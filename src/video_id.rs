/// Video id extraction from sharing URLs
use std::fmt;
use std::sync::LazyLock;

use regex::Regex;
use thiserror::Error;
use url::Url;

/// First `v=` (or `vi=`) parameter of a query string and the id run after it
static ID_PARAM: LazyLock<Regex> = LazyLock::new(|| {
    Regex::new(r"(?:^|&)vi?=([A-Za-z0-9_-]*)").expect("video id pattern compiles")
});

/// A video identifier made only of `[A-Za-z0-9_-]`
///
/// The restricted alphabet means an id can be appended to a URL path as-is.
#[derive(Debug, Clone, PartialEq, Eq, Hash)]
pub struct VideoId(String);

#[derive(Debug, Clone, PartialEq, Eq, Error)]
pub enum InvalidVideoId {
    #[error("video id is empty")]
    Empty,
    #[error("video id contains invalid character {0:?}")]
    InvalidChar(char),
}

impl VideoId {
    /// Validate an id typed (or edited) by the user.
    ///
    /// Surrounding whitespace is ignored.
    pub fn parse(raw: &str) -> Result<VideoId, InvalidVideoId> {
        let trimmed = raw.trim();
        if trimmed.is_empty() {
            return Err(InvalidVideoId::Empty);
        }
        match trimmed.chars().find(|c| !is_id_char(*c)) {
            Some(c) => Err(InvalidVideoId::InvalidChar(c)),
            None => Ok(VideoId(trimmed.to_string())),
        }
    }

    pub fn as_str(&self) -> &str {
        &self.0
    }
}

impl fmt::Display for VideoId {
    fn fmt(&self, f: &mut fmt::Formatter<'_>) -> fmt::Result {
        f.write_str(&self.0)
    }
}

impl AsRef<str> for VideoId {
    fn as_ref(&self) -> &str {
        &self.0
    }
}

impl From<VideoId> for String {
    fn from(id: VideoId) -> String {
        id.0
    }
}

fn is_id_char(c: char) -> bool {
    c.is_ascii_alphanumeric() || c == '_' || c == '-'
}

/// Extract the video id from a URL's query string
///
/// Algorithm:
/// 1. Parse the URL; anything that is not an absolute URL has no id
/// 2. Look only at the query component (path and fragment are ignored)
/// 3. Find the first `v=` or `vi=` parameter
/// 4. Take the longest run of `[A-Za-z0-9_-]` after the `=`
/// 5. An empty run means no id, even if a later parameter has one
///
/// Examples:
/// - https://www.youtube.com/watch?v=dQw4w9WgXcQ&t=42 → dQw4w9WgXcQ
/// - https://www.youtube.com/watch?feature=share&v=dQw4w9WgXcQ → dQw4w9WgXcQ
/// - https://www.youtube.com/feed/trending → none
/// - https://x.test/v=notinquery → none
pub fn extract_video_id(url: &str) -> Option<VideoId> {
    let parsed = Url::parse(url.trim()).ok()?;
    let query = parsed.query()?;
    let run = ID_PARAM.captures(query)?.get(1)?.as_str();

    if run.is_empty() {
        None
    } else {
        Some(VideoId(run.to_string()))
    }
}
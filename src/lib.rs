/// Emotional YouTube - Chrome Extension for video comment sentiment reports
/// Built with Rust + WASM + Yew

pub mod client;
pub mod config;
pub mod controller;
pub mod lifetime;
pub mod render;
pub mod report;
pub mod video_id;
pub mod view;

#[cfg(target_arch = "wasm32")]
mod browser;
#[cfg(target_arch = "wasm32")]
pub mod ui;

#[cfg(target_arch = "wasm32")]
use wasm_bindgen::prelude::*;

// Set up panic hook for better error messages in the browser console
#[cfg(target_arch = "wasm32")]
#[wasm_bindgen(start)]
pub fn main() {
    console_error_panic_hook::set_once();
    wasm_logger::init(wasm_logger::Config::default());
}

// Exposed for the background script, which messages the id to the popup
#[cfg(target_arch = "wasm32")]
#[wasm_bindgen]
pub fn extract_video_id(url: &str) -> Option<String> {
    video_id::extract_video_id(url).map(String::from)
}

// Start the Yew app for the popup
#[cfg(target_arch = "wasm32")]
#[wasm_bindgen]
pub fn start_popup() {
    yew::Renderer::<ui::popup::App>::new().render();
}
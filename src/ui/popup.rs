/// Popup UI for the Emotional YouTube extension

use std::rc::Rc;

use patternfly_yew::prelude::*;
use wasm_bindgen_futures::spawn_local;
use web_sys::HtmlInputElement;
use yew::prelude::*;

use crate::browser::{ChromeTabHost, FetchTransport, listen_for_video_ids};
use crate::config::PopupConfig;
use crate::controller::PopupController;
use crate::render::UiUpdate;
use crate::ui::components::{ReportHeader, TagChips, WordCloud};
use crate::view::{IdField, ReportPanel, apply};

type Controller = PopupController<ChromeTabHost, FetchTransport>;

#[derive(Clone, Default, PartialEq)]
struct PopupState {
    panel: ReportPanel,
    in_flight: u32,
}

enum PopupAction {
    AnalysisStarted,
    AnalysisFinished(Vec<UiUpdate>),
}

enum IdFieldAction {
    Set(String),
    Offer(String),
}

impl Reducible for IdField {
    type Action = IdFieldAction;

    fn reduce(self: Rc<Self>, action: IdFieldAction) -> Rc<Self> {
        let mut next = (*self).clone();
        let changed = match action {
            IdFieldAction::Set(value) => {
                next.set(value);
                true
            }
            IdFieldAction::Offer(value) => next.offer(value),
        };
        if changed { Rc::new(next) } else { self }
    }
}

impl Reducible for PopupState {
    type Action = PopupAction;

    fn reduce(self: Rc<Self>, action: PopupAction) -> Rc<Self> {
        let mut next = (*self).clone();
        match action {
            PopupAction::AnalysisStarted => next.in_flight += 1,
            PopupAction::AnalysisFinished(updates) => {
                next.in_flight = next.in_flight.saturating_sub(1);
                apply(&mut next.panel, &updates);
            }
        }
        Rc::new(next)
    }
}

#[function_component(App)]
pub fn app() -> Html {
    let controller = use_memo((), |_| {
        Controller::new(ChromeTabHost, FetchTransport, PopupConfig::from_build_env())
    });
    let video_input = use_reducer(IdField::default);
    let state = use_reducer(PopupState::default);

    // Fill the id box on open, follow background messages, cancel on close
    {
        let controller = controller.clone();
        let video_input = video_input.clone();

        use_effect_with((), move |_| {
            let listener = {
                let controller = controller.clone();
                let video_input = video_input.clone();
                listen_for_video_ids(move |message| {
                    if let Some(vid) = controller.on_video_message(&message) {
                        video_input.dispatch(IdFieldAction::Set(vid));
                    }
                })
            };

            {
                let controller = controller.clone();
                spawn_local(async move {
                    let vid = controller.on_open().await;
                    if !controller.lifetime().is_closed() {
                        video_input.dispatch(IdFieldAction::Offer(vid));
                    }
                });
            }

            move || {
                controller.teardown();
                drop(listener);
            }
        });
    }

    let on_input = {
        let video_input = video_input.clone();
        Callback::from(move |e: InputEvent| {
            if let Some(input) = e.target_dyn_into::<HtmlInputElement>() {
                video_input.dispatch(IdFieldAction::Set(input.value()));
            }
        })
    };

    // Every click is an independent request; the last one to finish wins
    let on_analyze = {
        let controller = controller.clone();
        let video_input = video_input.clone();
        let state = state.clone();

        Callback::from(move |_: MouseEvent| {
            let controller = controller.clone();
            let input = video_input.value().to_string();
            let state = state.clone();

            state.dispatch(PopupAction::AnalysisStarted);
            spawn_local(async move {
                if let Some(updates) = controller.on_analyze(&input).await {
                    state.dispatch(PopupAction::AnalysisFinished(updates));
                }
            });
        })
    };

    let panel = &state.panel;

    html! {
        <div class="padding-20">
            <h1 class="popup-title">{"Emotional YouTube"}</h1>

            <div class="flex-column-gap">
                <input
                    id="idbox"
                    type="text"
                    placeholder="Video id"
                    value={video_input.value().to_string()}
                    oninput={on_input}
                    class="search-input"
                />
                <Button onclick={on_analyze} variant={ButtonVariant::Primary} block={true}>
                    {"Analyze"}
                </Button>
            </div>

            if state.in_flight > 0 {
                <div class="loading-text-center">
                    <Spinner />
                </div>
            }

            <div class="report-container">
                <ReportHeader text={panel.text.clone()} title={panel.title.clone()} />
                <WordCloud src={panel.image.clone()} />
                <TagChips tags={panel.tags.clone()} />
            </div>
        </div>
    }
}
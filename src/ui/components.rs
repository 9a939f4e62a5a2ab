/// Reusable pieces of the report area

use yew::prelude::*;

#[derive(Properties, PartialEq)]
pub struct TagChipsProps {
    pub tags: Vec<String>,
}

#[function_component(TagChips)]
pub fn tag_chips(props: &TagChipsProps) -> Html {
    html! {
        <div class="tag-container">
            {for props.tags.iter().map(|tag| html! {
                <span class="tag-chip">{tag}</span>
            })}
        </div>
    }
}

#[derive(Properties, PartialEq)]
pub struct WordCloudProps {
    #[prop_or_default]
    pub src: Option<String>,
}

#[function_component(WordCloud)]
pub fn word_cloud(props: &WordCloudProps) -> Html {
    match &props.src {
        Some(src) => html! {
            <img class="wcloud" src={src.clone()} alt="Word cloud of viewer comments" />
        },
        None => html! {},
    }
}

#[derive(Properties, PartialEq)]
pub struct ReportHeaderProps {
    pub text: String,
    #[prop_or_default]
    pub title: String,
}

#[function_component(ReportHeader)]
pub fn report_header(props: &ReportHeaderProps) -> Html {
    html! {
        <div class="report-header">
            if !props.title.is_empty() {
                <p class="video-title">{&props.title}</p>
            }
            <p id="report" class="report-text">{&props.text}</p>
        </div>
    }
}
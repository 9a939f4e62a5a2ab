/// Report renderer: maps a report (or its absence) to UI update instructions
use crate::config::PopupConfig;
use crate::report::Report;

/// One change to the popup's report area
#[derive(Debug, Clone, PartialEq, Eq)]
pub enum UiUpdate {
    /// Replace the output text
    SetText(String),
    /// Replace the video title line
    SetTitle(String),
    /// Point the word cloud image at a new source
    SetImage(String),
    /// Remove every rendered tag chip
    ClearTags,
    /// Append one tag chip
    AddTag(String),
}

/// Build the updates for `report`
///
/// Rules:
/// 1. No report, or an empty one → the no-result message, title and tags cleared
/// 2. Otherwise → attitude + emoji, title, word cloud (or placeholder),
///    then tags cleared and re-added in order
///
/// Tags are always cleared before being added, so applying the same updates
/// twice leaves the same tag set.
pub fn render(report: Option<&Report>, config: &PopupConfig) -> Vec<UiUpdate> {
    let report = match report {
        Some(report) if !report.is_empty() => report,
        _ => return no_result(config),
    };

    let image = report
        .wcloud_data_uri()
        .unwrap_or_else(|| config.placeholder_image.clone());

    let mut updates = Vec::with_capacity(report.tags.len() + 4);
    updates.push(UiUpdate::SetText(report.headline()));
    updates.push(UiUpdate::SetTitle(report.video_title.clone().unwrap_or_default()));
    updates.push(UiUpdate::SetImage(image));
    updates.push(UiUpdate::ClearTags);
    updates.extend(report.tags.iter().cloned().map(UiUpdate::AddTag));
    updates
}

/// The fixed "nothing to show" updates
pub fn no_result(config: &PopupConfig) -> Vec<UiUpdate> {
    vec![
        UiUpdate::SetText(config.no_result_message.clone()),
        UiUpdate::SetTitle(String::new()),
        UiUpdate::ClearTags,
    ]
}

#[cfg(test)]
mod tests {
    use super::*;
    use crate::view::{ReportPanel, apply};
    use base64::Engine;
    use base64::engine::general_purpose::STANDARD;

    fn calm() -> Report {
        Report {
            attitude: "Calm".to_string(),
            emoji: "🙂".to_string(),
            wcloud: None,
            tags: vec!["music".to_string(), "nature".to_string()],
            video_title: None,
        }
    }

    fn tag_updates(updates: &[UiUpdate]) -> Vec<&str> {
        updates
            .iter()
            .filter_map(|u| match u {
                UiUpdate::AddTag(tag) => Some(tag.as_str()),
                _ => None,
            })
            .collect()
    }

    #[test]
    fn test_render_absent_report() {
        let config = PopupConfig::default();
        assert_eq!(
            render(None, &config),
            vec![
                UiUpdate::SetText(config.no_result_message.clone()),
                UiUpdate::SetTitle(String::new()),
                UiUpdate::ClearTags,
            ]
        );
    }

    #[test]
    fn test_render_empty_report() {
        let config = PopupConfig::default();
        assert_eq!(render(Some(&Report::default()), &config), no_result(&config));
    }

    #[test]
    fn test_render_full_report() {
        let config = PopupConfig::default();
        let updates = render(Some(&calm()), &config);

        assert_eq!(
            updates,
            vec![
                UiUpdate::SetText("Calm🙂".to_string()),
                UiUpdate::SetTitle(String::new()),
                UiUpdate::SetImage(config.placeholder_image.clone()),
                UiUpdate::ClearTags,
                UiUpdate::AddTag("music".to_string()),
                UiUpdate::AddTag("nature".to_string()),
            ]
        );
    }

    #[test]
    fn test_render_attitude_without_tags() {
        let config = PopupConfig::default();
        let report = Report {
            attitude: "Happy".to_string(),
            ..Report::default()
        };

        let updates = render(Some(&report), &config);

        assert!(tag_updates(&updates).is_empty());
        assert_eq!(updates[0], UiUpdate::SetText("Happy".to_string()));
        assert!(!updates.contains(&UiUpdate::SetText(config.no_result_message.clone())));
    }

    #[test]
    fn test_render_word_cloud() {
        let config = PopupConfig::default();
        let report = Report {
            wcloud: Some(STANDARD.encode(b"\x89PNG\r\n\x1a\n0000")),
            video_title: Some("Forest sounds".to_string()),
            ..calm()
        };

        let updates = render(Some(&report), &config);

        assert_eq!(updates[1], UiUpdate::SetTitle("Forest sounds".to_string()));
        match &updates[2] {
            UiUpdate::SetImage(src) => assert!(src.starts_with("data:image/png;base64,")),
            other => panic!("expected image update, got {:?}", other),
        }
    }

    #[test]
    fn test_render_bad_word_cloud_uses_placeholder() {
        let config = PopupConfig::default();
        let report = Report {
            wcloud: Some("%%%".to_string()),
            ..calm()
        };

        let updates = render(Some(&report), &config);
        assert_eq!(updates[2], UiUpdate::SetImage(config.placeholder_image.clone()));
    }

    #[test]
    fn test_render_twice_is_idempotent() {
        let config = PopupConfig::default();
        let report = calm();
        let mut panel = ReportPanel::default();

        apply(&mut panel, &render(Some(&report), &config));
        apply(&mut panel, &render(Some(&report), &config));

        assert_eq!(panel.tags, vec!["music", "nature"]);
    }

    #[test]
    fn test_no_result_clears_previous_tags() {
        let config = PopupConfig::default();
        let mut panel = ReportPanel::default();

        apply(&mut panel, &render(Some(&calm()), &config));
        apply(&mut panel, &render(None, &config));

        assert_eq!(panel.text, config.no_result_message);
        assert!(panel.tags.is_empty());
    }

    #[test]
    fn test_no_result_clears_previous_title() {
        let config = PopupConfig::default();
        let titled = Report {
            video_title: Some("Forest sounds".to_string()),
            ..calm()
        };
        let mut panel = ReportPanel::default();

        apply(&mut panel, &render(Some(&titled), &config));
        assert_eq!(panel.title, "Forest sounds");

        apply(&mut panel, &render(None, &config));

        assert_eq!(panel.title, "");
        assert_eq!(panel.text, config.no_result_message);
    }

    #[test]
    fn test_title_only_report_renders_no_result() {
        let config = PopupConfig::default();
        let report = Report {
            video_title: Some("Forest sounds".to_string()),
            ..Report::default()
        };

        assert_eq!(render(Some(&report), &config), no_result(&config));
    }
}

------------------------------

**What is required**
The lines to retype run from the start of the entries through the line containing "run after it"; reproduce them exactly and add nothing.

**Written response**
filename src/video_id.rs
/// Video id extraction from sharing URLs
use std::fmt;
use std::sync::LazyLock;

use regex::Regex;
use thiserror::Error;
use url::Url;

/// First `v=` (or `vi=`) parameter of a query string and the id run after it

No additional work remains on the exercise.